Scan the entries below for the string "struct" and copy every line where it turns up.

+++

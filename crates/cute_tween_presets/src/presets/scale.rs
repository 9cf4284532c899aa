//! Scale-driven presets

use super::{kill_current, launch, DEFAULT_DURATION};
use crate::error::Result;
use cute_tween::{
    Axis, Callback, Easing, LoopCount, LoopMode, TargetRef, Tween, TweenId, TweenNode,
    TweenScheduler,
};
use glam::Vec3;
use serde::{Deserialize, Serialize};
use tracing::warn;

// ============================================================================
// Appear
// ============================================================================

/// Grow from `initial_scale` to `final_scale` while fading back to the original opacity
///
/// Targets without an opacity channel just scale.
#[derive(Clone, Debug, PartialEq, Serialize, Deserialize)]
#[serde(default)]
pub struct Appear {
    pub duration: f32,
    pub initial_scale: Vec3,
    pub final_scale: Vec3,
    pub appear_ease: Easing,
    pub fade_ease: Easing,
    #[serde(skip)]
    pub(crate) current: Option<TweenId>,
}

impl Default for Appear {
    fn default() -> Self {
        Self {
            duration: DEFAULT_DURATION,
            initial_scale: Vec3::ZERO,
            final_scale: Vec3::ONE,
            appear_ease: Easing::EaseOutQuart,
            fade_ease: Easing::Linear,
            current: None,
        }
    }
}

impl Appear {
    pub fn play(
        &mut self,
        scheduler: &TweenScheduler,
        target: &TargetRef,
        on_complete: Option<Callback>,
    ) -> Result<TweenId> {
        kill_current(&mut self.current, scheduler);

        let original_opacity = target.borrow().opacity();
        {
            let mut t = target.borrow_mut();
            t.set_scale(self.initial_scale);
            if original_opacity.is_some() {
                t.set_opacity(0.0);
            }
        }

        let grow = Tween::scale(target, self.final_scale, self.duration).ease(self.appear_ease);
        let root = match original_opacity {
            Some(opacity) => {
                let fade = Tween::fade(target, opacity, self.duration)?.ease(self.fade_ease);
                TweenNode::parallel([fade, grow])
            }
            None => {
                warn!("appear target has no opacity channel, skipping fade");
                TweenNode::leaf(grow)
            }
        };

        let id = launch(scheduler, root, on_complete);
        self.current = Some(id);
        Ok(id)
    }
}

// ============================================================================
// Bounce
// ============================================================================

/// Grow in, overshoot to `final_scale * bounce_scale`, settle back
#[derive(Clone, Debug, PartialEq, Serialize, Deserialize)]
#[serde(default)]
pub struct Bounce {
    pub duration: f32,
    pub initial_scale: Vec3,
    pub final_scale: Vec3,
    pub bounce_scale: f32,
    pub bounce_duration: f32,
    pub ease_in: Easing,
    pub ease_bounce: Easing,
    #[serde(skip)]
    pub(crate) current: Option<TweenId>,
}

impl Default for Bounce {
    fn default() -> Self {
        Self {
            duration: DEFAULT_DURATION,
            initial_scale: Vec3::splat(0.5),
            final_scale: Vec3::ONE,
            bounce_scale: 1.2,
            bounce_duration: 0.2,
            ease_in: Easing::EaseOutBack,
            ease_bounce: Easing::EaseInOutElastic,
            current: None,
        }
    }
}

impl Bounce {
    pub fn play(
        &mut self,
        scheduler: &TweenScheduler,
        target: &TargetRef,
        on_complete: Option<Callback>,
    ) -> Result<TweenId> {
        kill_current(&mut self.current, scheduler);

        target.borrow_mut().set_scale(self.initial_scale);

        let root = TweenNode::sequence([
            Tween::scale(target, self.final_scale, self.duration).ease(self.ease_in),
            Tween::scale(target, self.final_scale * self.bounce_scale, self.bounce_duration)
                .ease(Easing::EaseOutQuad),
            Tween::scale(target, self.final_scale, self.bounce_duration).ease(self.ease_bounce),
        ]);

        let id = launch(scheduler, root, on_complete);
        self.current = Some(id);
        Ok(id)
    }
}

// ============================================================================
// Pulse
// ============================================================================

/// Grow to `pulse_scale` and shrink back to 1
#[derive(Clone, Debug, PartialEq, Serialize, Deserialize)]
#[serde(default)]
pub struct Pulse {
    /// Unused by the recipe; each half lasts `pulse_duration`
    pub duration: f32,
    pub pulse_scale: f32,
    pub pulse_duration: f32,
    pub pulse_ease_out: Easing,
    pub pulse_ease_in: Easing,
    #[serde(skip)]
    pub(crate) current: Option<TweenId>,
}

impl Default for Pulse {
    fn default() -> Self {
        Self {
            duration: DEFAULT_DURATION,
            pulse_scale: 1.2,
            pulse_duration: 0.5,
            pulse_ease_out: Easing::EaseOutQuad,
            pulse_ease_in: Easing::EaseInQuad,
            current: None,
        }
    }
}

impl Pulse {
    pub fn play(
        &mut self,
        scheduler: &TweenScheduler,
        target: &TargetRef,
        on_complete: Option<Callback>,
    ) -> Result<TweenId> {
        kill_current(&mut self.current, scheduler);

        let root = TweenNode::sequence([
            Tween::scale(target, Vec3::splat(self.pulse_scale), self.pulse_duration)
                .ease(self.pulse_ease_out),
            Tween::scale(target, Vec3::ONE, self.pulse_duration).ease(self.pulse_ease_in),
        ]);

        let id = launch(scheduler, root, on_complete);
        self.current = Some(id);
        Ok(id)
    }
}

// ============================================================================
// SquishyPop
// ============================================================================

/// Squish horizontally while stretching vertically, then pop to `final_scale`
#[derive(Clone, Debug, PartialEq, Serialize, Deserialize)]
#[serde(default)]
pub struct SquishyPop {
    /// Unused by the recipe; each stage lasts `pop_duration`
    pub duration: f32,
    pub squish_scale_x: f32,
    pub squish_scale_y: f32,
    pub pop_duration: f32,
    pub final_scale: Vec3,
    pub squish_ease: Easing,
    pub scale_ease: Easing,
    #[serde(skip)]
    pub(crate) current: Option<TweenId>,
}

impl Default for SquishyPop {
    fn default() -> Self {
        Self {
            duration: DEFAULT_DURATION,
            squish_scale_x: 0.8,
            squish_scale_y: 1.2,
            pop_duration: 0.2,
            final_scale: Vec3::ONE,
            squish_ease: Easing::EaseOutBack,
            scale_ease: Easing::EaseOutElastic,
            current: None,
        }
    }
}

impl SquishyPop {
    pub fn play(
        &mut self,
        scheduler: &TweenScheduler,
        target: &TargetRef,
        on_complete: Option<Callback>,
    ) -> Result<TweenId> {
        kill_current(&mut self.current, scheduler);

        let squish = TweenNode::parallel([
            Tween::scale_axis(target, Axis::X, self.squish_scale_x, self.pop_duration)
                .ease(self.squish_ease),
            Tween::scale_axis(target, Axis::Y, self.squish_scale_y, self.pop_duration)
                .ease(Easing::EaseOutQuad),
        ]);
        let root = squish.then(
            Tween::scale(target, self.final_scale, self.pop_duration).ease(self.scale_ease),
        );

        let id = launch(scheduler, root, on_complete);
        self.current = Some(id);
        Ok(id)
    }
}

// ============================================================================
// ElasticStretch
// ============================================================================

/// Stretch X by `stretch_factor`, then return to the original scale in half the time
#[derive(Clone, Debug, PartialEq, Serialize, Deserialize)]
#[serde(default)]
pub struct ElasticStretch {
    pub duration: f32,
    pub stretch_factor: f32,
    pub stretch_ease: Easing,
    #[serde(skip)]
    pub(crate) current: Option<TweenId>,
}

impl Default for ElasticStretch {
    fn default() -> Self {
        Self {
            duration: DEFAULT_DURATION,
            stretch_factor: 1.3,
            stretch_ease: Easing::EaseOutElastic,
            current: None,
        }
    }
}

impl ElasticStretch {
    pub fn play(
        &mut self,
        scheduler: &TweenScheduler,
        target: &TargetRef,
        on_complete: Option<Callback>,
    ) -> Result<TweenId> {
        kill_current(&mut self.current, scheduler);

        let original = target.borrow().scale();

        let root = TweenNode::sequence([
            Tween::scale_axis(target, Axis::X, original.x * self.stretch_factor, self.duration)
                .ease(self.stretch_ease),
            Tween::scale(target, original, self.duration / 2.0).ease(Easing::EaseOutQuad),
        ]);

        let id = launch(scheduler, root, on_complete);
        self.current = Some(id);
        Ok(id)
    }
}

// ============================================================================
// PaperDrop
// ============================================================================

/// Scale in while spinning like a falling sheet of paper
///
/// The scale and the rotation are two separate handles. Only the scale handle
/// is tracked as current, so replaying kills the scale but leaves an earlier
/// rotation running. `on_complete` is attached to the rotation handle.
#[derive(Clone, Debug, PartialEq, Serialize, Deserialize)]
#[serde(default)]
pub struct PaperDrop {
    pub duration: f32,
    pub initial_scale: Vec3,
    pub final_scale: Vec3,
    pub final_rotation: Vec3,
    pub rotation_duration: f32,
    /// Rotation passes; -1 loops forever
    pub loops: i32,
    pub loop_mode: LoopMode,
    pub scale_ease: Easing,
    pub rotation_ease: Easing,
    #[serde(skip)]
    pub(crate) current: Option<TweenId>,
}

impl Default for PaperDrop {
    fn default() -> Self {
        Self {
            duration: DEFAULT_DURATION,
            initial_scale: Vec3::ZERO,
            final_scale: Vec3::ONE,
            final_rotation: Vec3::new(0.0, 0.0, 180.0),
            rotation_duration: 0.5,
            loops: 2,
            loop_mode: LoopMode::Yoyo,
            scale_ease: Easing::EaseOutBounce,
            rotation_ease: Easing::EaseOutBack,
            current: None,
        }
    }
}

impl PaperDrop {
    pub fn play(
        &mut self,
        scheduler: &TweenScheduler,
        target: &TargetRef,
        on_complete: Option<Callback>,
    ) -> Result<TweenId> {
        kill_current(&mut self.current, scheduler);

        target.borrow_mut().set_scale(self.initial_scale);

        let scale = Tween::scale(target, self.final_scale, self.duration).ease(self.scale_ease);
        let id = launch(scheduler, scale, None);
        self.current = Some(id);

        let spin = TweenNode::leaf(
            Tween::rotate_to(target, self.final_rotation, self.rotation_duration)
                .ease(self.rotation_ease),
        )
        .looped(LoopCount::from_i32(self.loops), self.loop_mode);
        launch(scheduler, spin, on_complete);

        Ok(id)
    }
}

+++

◆ TASK SOLUTION:
pub struct Appear {
pub struct Bounce {
pub struct Pulse {
pub struct SquishyPop {
pub struct ElasticStretch {
pub struct PaperDrop {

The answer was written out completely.